If you have this, it’s all one needs. Of course, there are some other healthy relationship tips too that we could all make use of. After all, human beings are complex. However, if you take it easy, that’s half the job done.

The sense of ease and joy that comes from being with a person who’s easygoing and light-hearted cannot be understated. Do you know the freedom of not walking on eggshells around a partner? It’s wonderful! Mostly because you can be you without worrying about how the other person may perceive your words.
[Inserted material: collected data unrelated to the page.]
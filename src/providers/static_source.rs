//! Recorded wallet dumps
//!
//! Serves `WalletRecord`s captured earlier (same JSON shape the CLI
//! writes with `--dump`), for offline analysis and tests.

use futures_util::future::BoxFuture;
use serde::Deserialize;
use std::collections::HashMap;
use std::path::Path;
use tracing::info;

use super::WalletSource;
use crate::models::errors::{AppError, AppResult};
use crate::models::types::WalletRecord;

#[derive(Deserialize)]
#[serde(untagged)]
enum DumpFile {
    Many(Vec<WalletRecord>),
    One(Box<WalletRecord>),
}

#[derive(Debug, Clone, Default)]
pub struct StaticWalletSource {
    records: HashMap<String, WalletRecord>,
}

impl StaticWalletSource {
    pub fn new() -> Self {
        Self::default()
    }

    pub fn from_records(records: impl IntoIterator<Item = WalletRecord>) -> Self {
        let mut source = Self::new();
        for record in records {
            source.insert(record);
        }
        source
    }

    /// Load a dump holding one record or an array of records
    pub fn from_json_file(path: &Path) -> AppResult<Self> {
        let raw = std::fs::read_to_string(path)?;
        let source = match serde_json::from_str::<DumpFile>(&raw)? {
            DumpFile::Many(records) => Self::from_records(records),
            DumpFile::One(record) => Self::from_records([*record]),
        };
        info!("📂 Loaded {} wallet record(s) from {}", source.len(), path.display());
        Ok(source)
    }

    pub fn insert(&mut self, record: WalletRecord) {
        let record = record.into_normalized();
        self.records.insert(record.address().to_string(), record);
    }

    pub fn get(&self, address: &str) -> Option<&WalletRecord> {
        self.records.get(&address.to_lowercase())
    }

    pub fn len(&self) -> usize {
        self.records.len()
    }

    pub fn is_empty(&self) -> bool {
        self.records.is_empty()
    }

    /// Addresses held, sorted
    pub fn addresses(&self) -> Vec<String> {
        let mut addresses: Vec<String> = self.records.keys().cloned().collect();
        addresses.sort();
        addresses
    }
}

impl WalletSource for StaticWalletSource {
    fn fetch_wallet<'a>(&'a self, address: &'a str) -> BoxFuture<'a, AppResult<WalletRecord>> {
        Box::pin(async move {
            self.get(address)
                .cloned()
                .ok_or_else(|| AppError::wallet_not_found(address))
        })
    }

    fn name(&self) -> &'static str {
        "static"
    }
}
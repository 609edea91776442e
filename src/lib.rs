//! Wallet Risk Library
//!
//! Fraud-risk assessment for blockchain wallets:
//! - Ingestion of balance and transaction history (Etherscan V2, recorded dumps)
//! - Deterministic feature extraction into a fixed-shape `FeatureVector`
//! - Pluggable scoring (rule table or learned weights) into a `RiskVerdict`
//! - REST API and CLI front ends

pub mod api;
pub mod core;
pub mod models;
pub mod providers;
pub mod utils;

pub use crate::core::analyzer::WalletAnalyzer;
pub use crate::core::features::{shannon_entropy, FeatureExtractor, IncomingRatioPolicy};
pub use crate::core::risk_score::{
    build_scorer, LearnedScorer, LinearModel, RiskScorer, RuleBasedScorer, ScorerKind, RULES,
};
pub use models::config::{AnalyzerConfig, ExplorerConfig, ServerConfig};
pub use models::errors::{AppError, AppResult, ErrorCode};
pub use models::types::{
    normalize_address, FeatureVector, NormalTransaction, RiskLevel, RiskVerdict, TokenFeatures,
    TokenTransfer, TransactionFeatures, TransactionStats, WalletAnalysis, WalletRecord,
    NO_RISK_FACTORS,
};
pub use providers::{EtherscanClient, RequestPacer, StaticWalletSource, WalletSource};
pub use utils::telemetry::{TelemetryCollector, TelemetryStats};
// ============================================
// Pipeline output
// ============================================

/// Everything one analysis produced
#[derive(Debug, Clone, PartialEq, Serialize, Deserialize)]
pub struct WalletAnalysis {
    pub address: String,
    pub features: FeatureVector,
    pub verdict: RiskVerdict,
    pub analyzed_at: DateTime<Utc>,
}

/// Display subset of the feature vector returned next to the verdict.
/// Values are copied verbatim (only balance is re-rounded for display).
#[derive(Debug, Clone, PartialEq, Serialize, Deserialize)]
pub struct TransactionStats {
    pub balance: f64,
    pub total_transactions: u64,
    pub transaction_frequency: f64,
    pub account_age_days: u64,
    pub unique_addresses: u64,
    pub token_transfers: u64,
    pub contract_interactions: u64,
}

impl From<&FeatureVector> for TransactionStats {
    fn from(features: &FeatureVector) -> Self {
        Self {
            balance: round_to(features.balance, 6),
            total_transactions: features.total_txns,
            transaction_frequency: features.txn_frequency,
            account_age_days: features.account_age_days,
            unique_addresses: features.unique_addresses,
            token_transfers: features.token_transfer_count,
            contract_interactions: features.contract_interaction_count,
        }
    }
}

// ============================================
// Address validation
// ============================================

/// Validate a `0x`-prefixed 20-byte hex address and return it lowercased
pub fn normalize_address(input: &str) -> AppResult<String> {
    let candidate = input.trim();
    if !candidate.starts_with("0x") || candidate.len() != 42 {
        return Err(AppError::invalid_address("Invalid Ethereum address format"));
    }
    Address::from_str(candidate)
        .map_err(|_| AppError::invalid_address("Invalid Ethereum address format"))?;
    Ok(candidate.to_lowercase())
}

/// Accepts strings, numbers and null; anything else becomes empty
fn lenient_string<'de, D>(deserializer: D) -> Result<String, D::Error>
where
    D: Deserializer<'de>,
{
    let value = Option::<serde_json::Value>::deserialize(deserializer)?;
    Ok(match value {
        Some(serde_json::Value::String(s)) => s,
        Some(serde_json::Value::Number(n)) => n.to_string(),
        _ => String::new(),
    })
}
The other side of it, having a partner who’s sensitive and easily offended, also has its advantages. It may be surprising to hear but the fact is, having such a partner ensures that you are always mindful of what you say. Mindfulness of speech is one of the biggest factors in evolving as a human being.

When you begin to be aware of every word you speak, you naturally start becoming kinder and more compassionate in your language and thought. Isn’t that beautiful?

Any so-called irritant in your partner can be reframed and looked at differently. Do you want to look at the rose or its thorn? The choice is yours.

In fact, this is why marriages fail. People are more focused on everything their partner is doing wrong. There may be a dozen redeeming qualities they have but it’s too late. All that’s evident now are the irritating factors.

The sad thing is, such marriages or relationships can still be worked out if the two partners are aware of what’s going wrong. The signs of a failing marriage always make themselves seen long before the tipping point. It’s just that oftentimes, we notice only the symptoms and not the root cause.

It’s not that your wife wants to be a nag. The nagging is but a symptom of a deeper desire – to spend time with you, to experience togetherness with you. And it’s not that your husband doesn’t listen – his love language is different. Perhaps he prefers gestures of love to communication.

Take the time to understand your partner, be patient, give it time. Miracles can unfold when we give something time.

And most importantly, laugh. Laugh at yourself, laugh with your partner, laugh at life together. You’ll be amazed at how your relationship takes a 180 degree turn when you learn to laugh and let things go.

It’s my secret to a happy, healthy relationship – laughter.